Closed GoogleCodeExporter closed 9 years ago
Are you trying this on master? I don't get NPE for this query.
Original comment by icetin...@gmail.com
on 30 Apr 2014 at 8:40
[deleted comment]
I was using my local branch. :)
I will try this in master branch and invalidate this issue if this exception is
not thrown.
Original comment by kiss...@gmail.com
on 30 Apr 2014 at 6:31
I tested on the master branch. It shows the same error as I showed in the
initial issue report.
The following shows the ddl statements.
--------------- ddl statements --------------
drop dataverse feeds if exists;
create dataverse feeds;
use dataverse feeds;
create type TwitterUserType as closed {
screen-name: string,
lang: string,
friends-count: int32,
statuses-count: int32,
name: string,
followers-count: int32
}
create type TweetMessageType as closed {
tweetid: int64,
user: TwitterUserType,
sender-location: point,
send-time: datetime,
referred-topics: {{ string }},
message-text: string,
countA: int32,
countB: int32
}
create dataset TweetMessages(TweetMessageType)
primary key tweetid;
create index twmSndLocIx on TweetMessages(sender-location) type rtree;
create index msgCountAIx on TweetMessages(countA) type btree;
create index msgCountBIx on TweetMessages(countB) type btree;
create index msgTextIx on TweetMessages(message-text) type keyword;
------------ query ----------------------
use dataverse feeds;
for $t1 in dataset('TweetMessages')
for $t2 in dataset('TweetMessages')
let $sim := similarity-jaccard-check($t1.message-text, $t2.message-text, 0.6f)

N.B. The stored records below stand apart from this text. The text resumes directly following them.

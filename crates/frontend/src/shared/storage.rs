//! Persistencia en localStorage de los datos de la cotización en curso.
//!
//! Los lectores toleran claves ausentes o contenido malformado devolviendo
//! el valor de respaldo: el peor caso es rehacer la generación de costos,
//! nunca un panic del cliente.

use serde::de::DeserializeOwned;
use serde::Serialize;

fn local_storage() -> Option<web_sys::Storage> {
    web_sys::window()?.local_storage().ok()?
}

/// Lee y deserializa una clave JSON; `fallback` ante ausencia o error.
pub fn read_json<T: DeserializeOwned>(key: &str, fallback: T) -> T {
    let Some(storage) = local_storage() else {
        return fallback;
    };
    let Ok(Some(raw)) = storage.get_item(key) else {
        return fallback;
    };
    match serde_json::from_str(&raw) {
        Ok(value) => value,
        Err(err) => {
            log::warn!("almacenamiento local ilegible para {key}: {err}");
            fallback
        }
    }
}

/// Serializa y escribe una clave JSON.
pub fn write_json<T: Serialize>(key: &str, value: &T) {
    let Some(storage) = local_storage() else {
        return;
    };
    match serde_json::to_string(value) {
        Ok(json) => {
            let _ = storage.set_item(key, &json);
        }
        Err(err) => log::error!("no se pudo serializar {key}: {err}"),
    }
}

pub fn remove_key(key: &str) {
    if let Some(storage) = local_storage() {
        let _ = storage.remove_item(key);
    }
}

/// Bandera booleana persistida como "true" / clave ausente.
pub fn read_flag(key: &str) -> bool {
    local_storage()
        .and_then(|s| s.get_item(key).ok().flatten())
        .as_deref()
        == Some("true")
}

pub fn write_flag(key: &str, value: bool) {
    if let Some(storage) = local_storage() {
        if value {
            let _ = storage.set_item(key, "true");
        } else {
            let _ = storage.remove_item(key);
        }
    }
}
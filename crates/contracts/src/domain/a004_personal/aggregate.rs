use serde::{Deserialize, Serialize};

use crate::domain::a006_costo::CostoValue;
use crate::shared::format::round2;

/// Registro del catálogo de personal con la apertura salarial mensual.
#[derive(Debug, Clone, Serialize, Deserialize)]
pub struct Personal {
    pub id_personal: i64,
    pub funcion: String,
    #[serde(default)]
    pub sueldo_bruto: f64,
    #[serde(default)]
    pub descuentos: f64,
    #[serde(default)]
    pub porc_descuento: f64,
    #[serde(default)]
    pub sueldo_no_remunerado: f64,
    #[serde(default)]
    pub neto_mensual_con_vianda_xdia: f64,
    #[serde(default)]
    pub cargas_sociales: f64,
    #[serde(default)]
    pub porc_cargas_sociales_sobre_sueldo_bruto: f64,
    #[serde(default)]
    pub costo_total_mensual: f64,
    #[serde(default)]
    pub costo_mensual_sin_seguros: f64,
    #[serde(default)]
    pub seguros_art_mas_vo: f64,
    #[serde(default)]
    pub examen_medico_y_capacitacion: f64,
    #[serde(default)]
    pub indumentaria_y_epp: f64,
    #[serde(default)]
    pub pernoctes_y_viajes: f64,
    #[serde(default)]
    pub costo_total_mensual_apertura: f64,
}

impl Personal {
    /// Apertura mensual usada por el motor de costos (bucket "Detalle de
    /// personal"). Las etiquetas son las que muestran las tablas de resumen.
    pub fn componentes_mensuales(&self) -> Vec<CostoValue> {
        vec![
            CostoValue::new("CostoR+NR+CS", round2(self.costo_mensual_sin_seguros)),
            CostoValue::new("Seguros", round2(self.seguros_art_mas_vo)),
            CostoValue::new("Ex Medic+Cap.", round2(self.examen_medico_y_capacitacion)),
            CostoValue::new("Indum.y EPP", round2(self.indumentaria_y_epp)),
            CostoValue::new("Pernoctes", round2(self.pernoctes_y_viajes)),
        ]
    }

    pub fn costo_unitario_mensual(&self) -> f64 {
        round2(self.componentes_mensuales().iter().map(|c| c.value).sum())
    }
}
use std::sync::atomic::{AtomicBool, Ordering};
use std::time::Instant;
use log::error;
use crate::board::Rules;
use crate::error::SearchError;
use crate::search::eval::{date_terminal, Evaluator, Score, INFINITY};
use crate::search::tt::{Bound, Entry, Tt};

const DEADLINE_POLL_MASK: u64 = 1023;

/// Sequential minimax search with alpha-beta pruning over one subtree.
///
/// Scores are from the root mover's perspective: `maximizing` is true at
/// nodes where that side is to move. The cache stores scores from the side
/// to move's perspective so entries survive a change of root side.
pub struct Searcher<'a, E> {
    tt: &'a Tt,
    eval: &'a E,
    use_tt: bool,
    use_pruning: bool,
    deadline: Option<Instant>,
    abort: Option<&'a AtomicBool>,
    pub(crate) nodes: u64,
}

impl<'a, E> Searcher<'a, E> {
    pub fn new(tt: &'a Tt, eval: &'a E) -> Self {
        Self { tt, eval, use_tt: true, use_pruning: true, deadline: None, abort: None, nodes: 0 }
    }

    pub fn with_tt(mut self, on: bool) -> Self { self.use_tt = on; self }

    pub fn with_pruning(mut self, on: bool) -> Self { self.use_pruning = on; self }

    /// Stop at `deadline`, raising `abort` so sibling workers stop too.
    pub fn with_deadline(mut self, deadline: Option<Instant>, abort: &'a AtomicBool) -> Self {
        self.deadline = deadline;
        self.abort = Some(abort);
        self
    }

    pub fn nodes(&self) -> u64 { self.nodes }

    fn check_abort(&self) -> Result<(), SearchError> {
        let Some(flag) = self.abort else { return Ok(()) };
        if flag.load(Ordering::Relaxed) { return Err(SearchError::Aborted); }
        if self.nodes & DEADLINE_POLL_MASK == 0 {
            if let Some(dl) = self.deadline {
                if Instant::now() >= dl {
                    flag.store(true, Ordering::Relaxed);
                    return Err(SearchError::Aborted);
                }
            }
        }
        Ok(())
    }

    fn probe(&self, key: u64, depth: u32, alpha: Score, beta: Score, maximizing: bool) -> Option<Score> {
        if !self.use_tt { return None; }
        let e = self.tt.get(key, depth)?;
        let (score, bound) = if maximizing { (e.score, e.bound) } else { (-e.score, e.bound.flip()) };
        match bound {
            Bound::Exact => Some(score),
            Bound::Lower if score >= beta => Some(score),
            Bound::Upper if score <= alpha => Some(score),
            _ => None,
        }
    }

    fn store(&self, key: u64, depth: u32, score: Score, bound: Bound, maximizing: bool) {
        if !self.use_tt { return; }
        let (score, bound) = if maximizing { (score, bound) } else { (-score, bound.flip()) };
        self.tt.put(Entry { key, depth, score, bound, gen: 0 });
    }
}

impl<'a, E> Searcher<'a, E> {
    pub fn search<P>(&mut self, pos: &mut P, depth: u32, alpha: Score, beta: Score, maximizing: bool) -> Result<Score, SearchError>
    where
        P: Rules,
        E: Evaluator<P>,
    {
        self.search_with_move(pos, depth, alpha, beta, maximizing).map(|(s, _)| s)
    }

    /// As `search`, also reporting the move that produced the score. The
    /// move is `None` at leaves and on cache hits.
    pub fn search_with_move<P>(
        &mut self,
        pos: &mut P,
        depth: u32,
        mut alpha: Score,
        mut beta: Score,
        maximizing: bool,
    ) -> Result<(Score, Option<P::Move>), SearchError>
    where
        P: Rules,
        E: Evaluator<P>,
    {
        self.nodes += 1;
        self.check_abort()?;
        let key = pos.identity();
        if let Some(hit) = self.probe(key, depth, alpha, beta, maximizing) {
            return Ok((hit, None));
        }

        if depth == 0 || pos.is_game_over() {
            let own = date_terminal(self.eval.evaluate(pos), depth);
            let score = if maximizing { own } else { -own };
            self.store(key, depth, score, Bound::Exact, maximizing);
            return Ok((score, None));
        }

        let moves = pos.legal_moves();
        if moves.is_empty() {
            error!("rules backend produced no moves at an ongoing position (key {key:#018x})");
            return Err(SearchError::EmptyMoveList { key, depth });
        }

        let (alpha0, beta0) = (alpha, beta);
        let mut best = if maximizing { -INFINITY } else { INFINITY };
        let mut best_move = None;
        for m in moves {
            pos.make_move(m);
            let child = self.search(pos, depth - 1, alpha, beta, !maximizing);
            pos.unmake_move(m);
            let score = child?;
            if maximizing {
                if score > best { best = score; best_move = Some(m); }
                alpha = alpha.max(score);
            } else {
                if score < best { best = score; best_move = Some(m); }
                beta = beta.min(score);
            }
            if self.use_pruning && beta <= alpha { break; }
        }

        let bound = if !self.use_pruning { Bound::Exact }
            else if best <= alpha0 { Bound::Upper }
            else if best >= beta0 { Bound::Lower }
            else { Bound::Exact };
        self.store(key, depth, best, bound, maximizing);
        Ok((best, best_move))
    }
}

where $sim[0] and $t1.tweetid < int64("20") and $t2.tweetid != $t1.tweetid
return {
"t1": $t1.tweetid,
"t2": $t2.tweetid,
"sim": $sim[1]
}
Original comment by kiss...@gmail.com
on 1 May 2014 at 4:36
I added the log message from cc.log below.
------------------------
INFO: Cleanup for JobRun with id: JID:8
Apr 30, 2014 9:38:13 PM
edu.uci.ics.hyracks.control.common.work.WorkQueue$WorkerThread run
INFO: Executing:
edu.uci.ics.hyracks.control.cc.work.JobletCleanupNotificationWork@15a8e003
java.lang.NullPointerException
at edu.uci.ics.asterix.optimizer.rules.am.InvertedIndexAccessMethod.applyJoinPlanTransformation(InvertedIndexAccessMethod.java:408)
at edu.uci.ics.asterix.optimizer.rules.am.IntroduceJoinAccessMethodRule.rewritePost(IntroduceJoinAccessMethodRule.java:128)
at edu.uci.ics.hyracks.algebricks.core.rewriter.base.AbstractRuleController.rewriteOperatorRef(AbstractRuleController.java:122)
at edu.uci.ics.hyracks.algebricks.core.rewriter.base.AbstractRuleController.rewriteOperatorRef(AbstractRuleController.java:96)
at edu.uci.ics.hyracks.algebricks.core.rewriter.base.AbstractRuleController.rewriteOperatorRef(AbstractRuleController.java:96)
at edu.uci.ics.hyracks.algebricks.core.rewriter.base.AbstractRuleController.rewriteOperatorRef(AbstractRuleController.java:96)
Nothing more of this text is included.